Australia – an entirely different culture – and say “I want to talk about sex”. But God has guided her, and she said she prays constantly that everything she says and does will be to His glory. “I constantly take things to the Lord. ‘To live is Christ and to die is gain.’ – especially now that I’m 65. Every time I’ve done a crazy thing, I’ve asked God before, during and after.” Being so audacious about sex also means there are times of potential embarrassment. Though, after speaking with Patricia for almost two hours, it is clear that when it comes to sex, nothing fazes her. Giggling, she recounts one such incident: “We had a new minister at our church a little while ago now, and we walked out after church to greet him. He asked me whether I worked, and I said ‘Yes, I work in sex’.” “My husband said later, do you realise that poor minister could barely greet the next person after what you said?” “To this day, that minister says I told him I was a sex worker!
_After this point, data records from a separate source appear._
//! Persistence of the verified-scene set between runs.
//!
//! The pipeline only ever reads a [`VerifiedIdSet`]; the binary owns this
//! file and records what each run made available.

use std::collections::BTreeSet;
use std::fs;
use std::io;

use camino::{Utf8Path, Utf8PathBuf};
use serde::{Deserialize, Serialize};

use crate::domain::VerifiedIdSet;
use crate::error::LandsatError;
use crate::store::Store;

pub const LEDGER_FILE: &str = ".verified-scenes.json";

#[derive(Debug, Default, Serialize, Deserialize)]
struct LedgerFile {
    verified: BTreeSet<String>,
}

#[derive(Debug)]
pub struct VerifiedLedger {
    path: Utf8PathBuf,
    ids: VerifiedIdSet,
}

impl VerifiedLedger {
    /// Loads the ledger at `path`; a missing file is an empty ledger.
    pub fn load(path: &Utf8Path) -> Result<Self, LandsatError> {
        let ids = match fs::read_to_string(path.as_std_path()) {
            Ok(content) => {
                let file: LedgerFile = serde_json::from_str(&content).map_err(|err| {
                    LandsatError::Filesystem(format!("parse ledger {path}: {err}"))
                })?;
                file.verified.into_iter().collect()
            }
            Err(err) if err.kind() == io::ErrorKind::NotFound => VerifiedIdSet::new(),
            Err(err) => return Err(LandsatError::Filesystem(format!("read {path}: {err}"))),
        };
        tracing::debug!(path = %path, count = ids.len(), "loaded verified ledger");
        Ok(Self {
            path: path.to_path_buf(),
            ids,
        })
    }

    pub fn ids(&self) -> &VerifiedIdSet {
        &self.ids
    }

    pub fn path(&self) -> &Utf8Path {
        &self.path
    }

    /// Adds ids; returns how many were new.
    pub fn record<I, S>(&mut self, ids: I) -> usize
    where
        I: IntoIterator<Item = S>,
        S: Into<String>,
    {
        ids.into_iter()
            .map(Into::into)
            .filter(|id| self.ids.insert(id.clone()))
            .count()
    }

    pub fn save(&self) -> Result<(), LandsatError> {
        let file = LedgerFile {
            verified: self.ids.iter().cloned().collect(),
        };
        Store::write_json_atomic(&self.path, &file)
    }
}

#[cfg(test)]
mod tests {
    use super::*;

    #[test]
    fn missing_file_is_empty_and_saves_sorted() {
        let dir = tempfile::tempdir().unwrap();
        let root = Utf8PathBuf::from_path_buf(dir.path().to_path_buf()).unwrap();
        let path = root.join(LEDGER_FILE);

        let mut ledger = VerifiedLedger::load(&path).unwrap();
        assert!(ledger.ids().is_empty());
        assert_eq!(ledger.record(["b", "a", "b"]), 2);
        ledger.save().unwrap();

        let content = fs::read_to_string(path.as_std_path()).unwrap();
        let value: serde_json::Value = serde_json::from_str(&content).unwrap();
        assert_eq!(value["verified"], serde_json::json!(["a", "b"]));

        let reloaded = VerifiedLedger::load(&path).unwrap();
        assert!(reloaded.ids().contains("a"));
        assert_eq!(reloaded.ids().len(), 2);
    }
}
I know I wouldn’t have said that, but I guess ‘I work in sex’ was stunning enough.” Patricia talks about sex like it’s the most natural thing in the world. Which, in her view, it is. “Look at Genesis – we are created in the image of God, we are created with gender, given a command to procreate. And God made it fun!” “Imagine if sex was like doing your tax return – who would bother? We would have died out a long time ago. It’s because it’s fun – and God has made it that way – that we actually do it.” She said she has been overwhelmed, as she moves further into sex therapy and counselling, by the number of Christian couples who want to talk to her. “The cross is a good place to start when you’re hurt as a couple. Forgiveness, repentance, grace.